Following the release of the Bank of England’s (BofE) paper on central bank issued digital currencies, the Deputy governor of monetary policy appeared before the House of Lords’ Economic Affairs Committee to discuss the effect ‘BritCoin’ would have on the economy. The BofE has previously raised the possibilities of using BritCoin for retail transfers and issuing interest bearing accounts or ‘wallets’ to hold BritCoins.

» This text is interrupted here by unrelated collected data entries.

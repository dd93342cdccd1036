//! DNA sequence utilities: composition, complement, translation.
//!
//! Sequences are treated case-insensitively; only the four standard
//! nucleotides are accepted where strictness matters (complementation and
//! translation). Composition counting is tolerant and reports unknown
//! characters separately.

use std::io;
use std::path::Path;
use thiserror::Error;

/// Error type for sequence operations
#[derive(Error, Debug)]
pub enum SeqError {
    #[error("invalid nucleotide '{0}'")]
    InvalidNucleotide(char),

    #[error("sequence length {0} is not a multiple of 3")]
    LengthNotTriplet(usize),

    #[error("invalid codon '{0}'")]
    InvalidCodon(String),

    #[error("IO error: {0}")]
    Io(#[from] io::Error),
}

/// Result type alias
pub type Result<T> = std::result::Result<T, SeqError>;

/// Per-nucleotide counts for a sequence
#[derive(Debug, Clone, Copy, Default, PartialEq, Eq)]
pub struct Composition {
    pub a: usize,
    pub t: usize,
    pub g: usize,
    pub c: usize,
    /// Characters outside ATGC (ambiguity codes, gaps, typos)
    pub other: usize,
}

impl Composition {
    /// Total count of recognized nucleotides.
    pub fn total(&self) -> usize {
        self.a + self.t + self.g + self.c
    }

    /// GC fraction over recognized nucleotides; 0 for an empty sequence.
    pub fn gc_fraction(&self) -> f64 {
        let total = self.total();
        if total == 0 {
            return 0.0;
        }
        (self.g + self.c) as f64 / total as f64
    }
}

/// Count nucleotides in a sequence, case-insensitively.
pub fn composition(seq: &str) -> Composition {
    let mut comp = Composition::default();
    for ch in seq.chars() {
        match ch.to_ascii_uppercase() {
            'A' => comp.a += 1,
            'T' => comp.t += 1,
            'G' => comp.g += 1,
            'C' => comp.c += 1,
            _ => comp.other += 1,
        }
    }
    comp
}

/// GC fraction of a sequence (0.0 for an empty one).
pub fn gc_content(seq: &str) -> f64 {
    composition(seq).gc_fraction()
}

fn complement_base(ch: char) -> Result<char> {
    match ch.to_ascii_uppercase() {
        'A' => Ok('T'),
        'T' => Ok('A'),
        'G' => Ok('C'),
        'C' => Ok('G'),
        other => Err(SeqError::InvalidNucleotide(other)),
    }
}

/// Complement of a DNA sequence (same orientation).
pub fn complement(seq: &str) -> Result<String> {
    seq.chars().map(complement_base).collect()
}

/// Reverse complement of a DNA sequence.
pub fn reverse_complement(seq: &str) -> Result<String> {
    seq.chars().rev().map(complement_base).collect()
}

/// Standard genetic code; stop codons map to '*'.
fn codon_to_amino_acid(codon: &str) -> Option<char> {
    let aa = match codon {
        "TTT" | "TTC" => 'F',
        "TTA" | "TTG" | "CTT" | "CTC" | "CTA" | "CTG" => 'L',
        "ATT" | "ATC" | "ATA" => 'I',
        "ATG" => 'M',
        "GTT" | "GTC" | "GTA" | "GTG" => 'V',
        "TCT" | "TCC" | "TCA" | "TCG" | "AGT" | "AGC" => 'S',
        "CCT" | "CCC" | "CCA" | "CCG" => 'P',
        "ACT" | "ACC" | "ACA" | "ACG" => 'T',
        "GCT" | "GCC" | "GCA" | "GCG" => 'A',
        "TAT" | "TAC" => 'Y',
        "TAA" | "TAG" | "TGA" => '*',
        "CAT" | "CAC" => 'H',
        "CAA" | "CAG" => 'Q',
        "AAT" | "AAC" => 'N',
        "AAA" | "AAG" => 'K',
        "GAT" | "GAC" => 'D',
        "GAA" | "GAG" => 'E',
        "TGT" | "TGC" => 'C',
        "TGG" => 'W',
        "CGT" | "CGC" | "CGA" | "CGG" | "AGA" | "AGG" => 'R',
        "GGT" | "GGC" | "GGA" | "GGG" => 'G',
        _ => return None,
    };
    Some(aa)
}

/// Translate a DNA sequence into single-letter amino acids.
///
/// The sequence length must be a multiple of 3; stop codons appear as '*'.
pub fn translate(dna: &str) -> Result<String> {
    let upper = dna.trim().to_ascii_uppercase();
    if upper.len() % 3 != 0 {
        return Err(SeqError::LengthNotTriplet(upper.len()));
    }
    let bytes = upper.as_bytes();
    let mut protein = String::with_capacity(upper.len() / 3);
    for chunk in bytes.chunks(3) {
        // Non-ASCII input can split a character across the chunk boundary
        let codon = std::str::from_utf8(chunk)
            .map_err(|_| SeqError::InvalidCodon(String::from_utf8_lossy(chunk).into_owned()))?;
        let aa = codon_to_amino_acid(codon)
            .ok_or_else(|| SeqError::InvalidCodon(codon.to_string()))?;
        protein.push(aa);
    }
    Ok(protein)
}

/// Read a FASTA file and translate its sequence.
///
/// Header lines (starting with '>') are skipped; sequence lines may be
/// wrapped and contain whitespace.
pub fn translate_fasta(path: &Path) -> Result<String> {
    let content = std::fs::read_to_string(path)?;
    let sequence: String = content
        .lines()
        .filter(|line| !line.starts_with('>'))
        .flat_map(|line| line.split_whitespace())
        .collect();
    translate(&sequence)
}
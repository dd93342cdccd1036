//! labrat command-line entry point.
//!
//! Logging goes to a daily-rolling file under `~/.labrat/logs` and to the
//! console. Commands that emit JSON on stdout get their console logs
//! routed to stderr so the output stays machine-readable.

use anyhow::Result;
use clap::{Parser, Subcommand};
use std::process::ExitCode;
use tracing_subscriber::layer::SubscriberExt;
use tracing_subscriber::util::SubscriberInitExt;
use tracing_subscriber::Layer;

use labrat::config;

mod cli;

#[derive(Parser, Debug)]
#[command(name = "labrat", about = "Lab project lifecycle and file organization", version)]
struct Cli {
    /// Enable verbose logging
    #[arg(short = 'v', long, global = true)]
    verbose: bool,

    #[command(subcommand)]
    command: Commands,
}

#[derive(Subcommand, Debug)]
enum Commands {
    /// Manage projects (create, list, delete)
    Project {
        #[command(subcommand)]
        action: cli::project::ProjectAction,
    },

    /// Archive a directory into a timestamped zip
    Archive(cli::archive::ArchiveArgs),

    /// Sort loose files into category subdirectories
    Organize(cli::organize::OrganizeArgs),

    /// Show current configuration and paths
    Config(cli::config::ConfigArgs),

    /// Dilution calculations
    Calc {
        #[command(subcommand)]
        action: cli::calc::CalcAction,
    },

    /// DNA sequence utilities
    Seq {
        #[command(subcommand)]
        action: cli::seq::SeqAction,
    },
}

fn command_wants_json(command: &Commands) -> bool {
    match command {
        Commands::Archive(args) => args.json,
        Commands::Organize(args) => args.json,
        Commands::Config(args) => args.json,
        Commands::Project { action } => match action {
            cli::project::ProjectAction::List { json, .. } => *json,
            _ => false,
        },
        Commands::Seq { action } => cli::seq::wants_json(action),
        Commands::Calc { .. } => false,
    }
}

fn run_command(cli: Cli) -> Result<()> {
    match cli.command {
        Commands::Project { action } => cli::project::run(action),
        Commands::Archive(args) => cli::archive::run(args),
        Commands::Organize(args) => cli::organize::run(args),
        Commands::Config(args) => cli::config::run(args),
        Commands::Calc { action } => cli::calc::run(action),
        Commands::Seq { action } => cli::seq::run(action),
    }
}

fn main() -> ExitCode {
    let cli = Cli::parse();

    let json_mode = command_wants_json(&cli.command);
    let default_filter = if cli.verbose { "labrat=debug" } else { "labrat=info" };
    let env_filter = tracing_subscriber::EnvFilter::try_from_default_env()
        .unwrap_or_else(|_| default_filter.into());

    let mut _log_guard: Option<tracing_appender::non_blocking::WorkerGuard> = None;
    let file_layer = match config::ensure_logs_dir() {
        Ok(log_dir) => {
            let file_appender = tracing_appender::rolling::daily(log_dir, "labrat.log");
            let (file_writer, guard) = tracing_appender::non_blocking(file_appender);
            _log_guard = Some(guard);
            Some(
                tracing_subscriber::fmt::layer()
                    .with_writer(file_writer)
                    .with_ansi(false)
                    .with_filter(env_filter.clone()),
            )
        }
        Err(err) => {
            eprintln!("Warning: failed to create logs directory: {}", err);
            None
        }
    };

    let console_writer = if json_mode {
        tracing_subscriber::fmt::writer::BoxMakeWriter::new(std::io::stderr)
    } else {
        tracing_subscriber::fmt::writer::BoxMakeWriter::new(std::io::stdout)
    };
    let console_layer = tracing_subscriber::fmt::layer()
        .with_writer(console_writer)
        .with_target(false)
        .with_filter(env_filter);

    tracing_subscriber::registry()
        .with(file_layer)
        .with(console_layer)
        .init();

    match run_command(cli) {
        Ok(()) => ExitCode::SUCCESS,
        Err(err) => {
            if json_mode {
                cli::output::print_json_error(&err);
            } else {
                eprintln!("Error: {:#}", err);
            }
            ExitCode::from(1)
        }
    }
}
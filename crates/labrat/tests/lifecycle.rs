//! End-to-end project lifecycle: create, list, archive, delete.

use std::fs;

use labrat::project::metadata;
use labrat::ProjectManager;
use tempfile::TempDir;

fn manager() -> ProjectManager {
    ProjectManager::new(vec![
        "computational-biology".to_string(),
        "data-science".to_string(),
    ])
}

#[test]
fn create_then_list_then_delete() {
    let temp = TempDir::new().unwrap();
    let root = temp.path().join("projects");
    let archives = temp.path().join("archives");
    let mgr = manager();

    let project = mgr
        .new_project(
            "computational-biology",
            "KARG Analysis",
            &root,
            Some("antibiotic resistance gene survey".to_string()),
            "rduran",
        )
        .unwrap();
    assert_eq!(project.sanitized_name, "KARG_Analysis");
    assert!(root.join("KARG_Analysis/labrat.json").is_file());

    fs::write(project.path.join("reads.fastq"), "@r1\nACGT\n+\n!!!!").unwrap();

    let listed = mgr.list_projects(&root).unwrap();
    assert_eq!(listed.len(), 1);
    assert_eq!(listed[0].name, "KARG Analysis");
    assert_eq!(listed[0].record.owner, "rduran");

    let job = mgr.delete_project(&project.path, &archives).unwrap();
    assert!(!project.path.exists());
    assert!(job.archive_path.exists());
    let file_name = job.archive_path.file_name().unwrap().to_string_lossy();
    assert!(file_name.starts_with("KARG_Analysis_"));

    // The safety copy contains both the data and the metadata record
    let reader = fs::File::open(&job.archive_path).unwrap();
    let mut zip = zip::ZipArchive::new(reader).unwrap();
    assert!(zip.by_name("reads.fastq").is_ok());
    assert!(zip.by_name("labrat.json").is_ok());

    assert!(mgr.list_projects(&root).unwrap().is_empty());
}

#[test]
fn listing_survives_foreign_and_corrupt_directories() {
    let temp = TempDir::new().unwrap();
    let root = temp.path();
    let mgr = manager();

    mgr.new_project("data-science", "Good One", root, None, "me")
        .unwrap();
    fs::create_dir(root.join("plain_dir")).unwrap();
    fs::create_dir(root.join("corrupt")).unwrap();
    fs::write(root.join("corrupt").join(metadata::METADATA_FILE), "][").unwrap();

    let listed = mgr.list_projects(root).unwrap();
    assert_eq!(listed.len(), 1);
    assert_eq!(listed[0].name, "Good One");
}

#[test]
fn delete_is_blocked_when_archive_cannot_be_written() {
    let temp = TempDir::new().unwrap();
    let mgr = manager();
    let project = mgr
        .new_project("data-science", "Precious", temp.path(), None, "me")
        .unwrap();
    fs::write(project.path.join("data.txt"), "irreplaceable").unwrap();

    // A file squatting on the archive destination path
    let blocked = temp.path().join("blocked");
    fs::write(&blocked, "not a directory").unwrap();

    let result = mgr.delete_project(&project.path, &blocked);
    assert!(result.is_err());
    assert!(project.path.join("data.txt").exists(), "project untouched on failure");
}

The Bank of Canada (BofC) and some of Canada’s biggest banks have already been experimenting with a central bank issued digital currency, CAD-Coin, for interbank payments using a DLT. Canadian dollars are exchanged for CAD-Coins on a one for one basis which can then be used on a blockchain platform owned and controlled by the BofC. Once CAD-Coins are redeemed for Canadian dollars the BofC has the ability to destroy the CAD-Coin rather than reissue it. However, there is currently no intention to make CAD-Coin available to the general public.

The People’s Bank of China has announced that it will work towards issuing a national digital currency as soon as possible. Unfortunately, no details have been released since the initial announcement in January.

However, other central banks seem content to watch these developments for the time being. The Reserve Bank of Australia’s (RBA) Head of Payments Policy Department has stated that while the RBA was not actively considering it “in the more distant future it is even possible that we may we see a digital version of the Australian dollar”.